To test this idea, Thoma et al. used the fruit fly Drosophila as a model for insects. With Drosophila, it is possible to target small numbers of neurons and to block them or activate them with genetic tools. The scientists blocked different groups of sweet-sensing neurons and measured sugar choice, the first step in feeding behavior. Normally, hungry flies choose sugar very quickly, but the flies which had all sweet-sensing neurons in their legs blocked could not choose sugar.
The scientists then examined the sweet taste neurons in the legs and found two populations of neurons. One group of neurons connected directly to the brain of the fly. The remaining neurons connected to the ventral nerve cord, a structure analogous to the spinal cord in humans.

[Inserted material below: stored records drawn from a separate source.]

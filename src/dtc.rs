//! DTC values, formats and origins shared by all modules.
use strum_macros::FromRepr;

/// Internal identifier of a fault condition. Event 0 is reserved and never valid.
pub type EventId = u16;

/// Index of a configured diagnostic client.
pub type ClientId = u8;

/// Index into the configured J1939 node table.
pub type NodeIndex = u8;

pub const INVALID_EVENT: EventId = 0;

/// Group of all DTCs as used by selection and clear requests.
pub const ALL_DTCS: u32 = 0xff_ffff;

/// DTC status byte bit definitions per ISO 14229-1
pub mod status_bit {
    pub const TEST_FAILED: u8 = 0x01;
    pub const TEST_FAILED_THIS_OPERATION_CYCLE: u8 = 0x02;
    pub const PENDING_DTC: u8 = 0x04;
    pub const CONFIRMED_DTC: u8 = 0x08;
    pub const TEST_NOT_COMPLETED_SINCE_LAST_CLEAR: u8 = 0x10;
    pub const TEST_FAILED_SINCE_LAST_CLEAR: u8 = 0x20;
    pub const TEST_NOT_COMPLETED_THIS_OPERATION_CYCLE: u8 = 0x40;
    pub const WARNING_INDICATOR_REQUESTED: u8 = 0x80;

    /// Status of an event directly after it was cleared
    pub const CLEARED: u8 = TEST_NOT_COMPLETED_SINCE_LAST_CLEAR | TEST_NOT_COMPLETED_THIS_OPERATION_CYCLE;
}

/// DTC output formats. Values match the AUTOSAR `Dem_DTCFormatType`.
#[derive(Debug, Copy, Clone, Eq, PartialEq, Hash, FromRepr)]
#[cfg_attr(feature = "serde", derive(serde::Serialize, serde::Deserialize))]
#[repr(u8)]
pub enum DtcFormat {
    /// 2 byte OBD DTC, reported in the upper two bytes of a 3 byte value
    Obd = 0x00,
    /// 3 byte UDS DTC
    Uds = 0x01,
    /// J1939 DTC (SPN + FMI)
    J1939 = 0x02,
}

/// Formats accepted by the freeze frame record filter.
#[derive(Debug, Copy, Clone, Eq, PartialEq, Hash)]
#[cfg_attr(feature = "serde", derive(serde::Serialize, serde::Deserialize))]
pub enum RecordFilterFormat {
    Uds,
    Obd,
}

impl From<RecordFilterFormat> for DtcFormat {
    fn from(format: RecordFilterFormat) -> DtcFormat {
        match format {
            RecordFilterFormat::Uds => DtcFormat::Uds,
            RecordFilterFormat::Obd => DtcFormat::Obd,
        }
    }
}

/// Event memory a DTC is stored in.
#[derive(Debug, Copy, Clone, Eq, PartialEq, Hash)]
#[cfg_attr(feature = "serde", derive(serde::Serialize, serde::Deserialize))]
pub enum DtcOrigin {
    PrimaryMemory,
    MirrorMemory,
    PermanentMemory,
    /// Alias of the primary memory for OBD relevant DTCs, there is no separate store
    ObdRelevantMemory,
    UserDefinedMemory(u8),
}

impl DtcOrigin {
    /// Maps aliases to the memory that physically stores the entries.
    pub fn physical(self) -> DtcOrigin {
        match self {
            DtcOrigin::ObdRelevantMemory => DtcOrigin::PrimaryMemory,
            origin => origin,
        }
    }
}

/// The configured DTC numbers of an event (or combined group) in all supported formats.
#[derive(Debug, Copy, Clone, Default, Eq, PartialEq, Hash)]
#[cfg_attr(feature = "serde", derive(serde::Serialize, serde::Deserialize))]
pub struct DtcMapping {
    pub uds: Option<u32>,
    pub obd: Option<u16>,
    pub j1939: Option<u32>,
}

impl DtcMapping {
    pub fn uds(dtc: u32) -> Self {
        Self {
            uds: Some(dtc),
            ..Default::default()
        }
    }

    /// Returns the DTC value in the requested format. OBD codes are shifted into the upper two bytes of the 3 byte DTC.
    pub fn dtc(&self, format: DtcFormat) -> Option<u32> {
        match format {
            DtcFormat::Uds => self.uds,
            DtcFormat::Obd => self.obd.map(|code| (code as u32) << 8),
            DtcFormat::J1939 => self.j1939,
        }
    }
}

#[cfg(test)]
mod tests {
    use super::*;

    #[test]
    fn obd_format_is_shifted() {
        let mapping = DtcMapping {
            uds: Some(0x123456),
            obd: Some(0xab12),
            j1939: None,
        };

        assert_eq!(mapping.dtc(DtcFormat::Obd), Some(0xab1200));
        assert_eq!(mapping.dtc(DtcFormat::Uds), Some(0x123456));
        assert_eq!(mapping.dtc(DtcFormat::J1939), None);
    }

    #[test]
    fn obd_relevant_memory_is_alias() {
        assert_eq!(DtcOrigin::ObdRelevantMemory.physical(), DtcOrigin::PrimaryMemory);
        assert_eq!(DtcOrigin::MirrorMemory.physical(), DtcOrigin::MirrorMemory);
        assert_eq!(DtcFormat::from_repr(0x02), Some(DtcFormat::J1939));
    }
}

The authors blocked each population separately and found that they have specialized functions. While the brain-projecting neurons are important for the initiation of feeding, the ventral nerve cord-projecting neurons are important for stopping the fly's movement as soon as it steps on food. Both of these functions are important for correctly choosing sugar.
These results show how feeding, a complex behavior with many steps, is organized by the specialized contributions of different groups of neurons. The role of the taste neurons in other organs is only partially understood, but it is possible that they are important for the later stages of feeding.
Additionally, popular insect repellents such as DEET rely on chemicals that smell and taste bad to insects. Therefore, a better understanding of insect choice behavior and feeding may also contribute to the development of more effective pest control.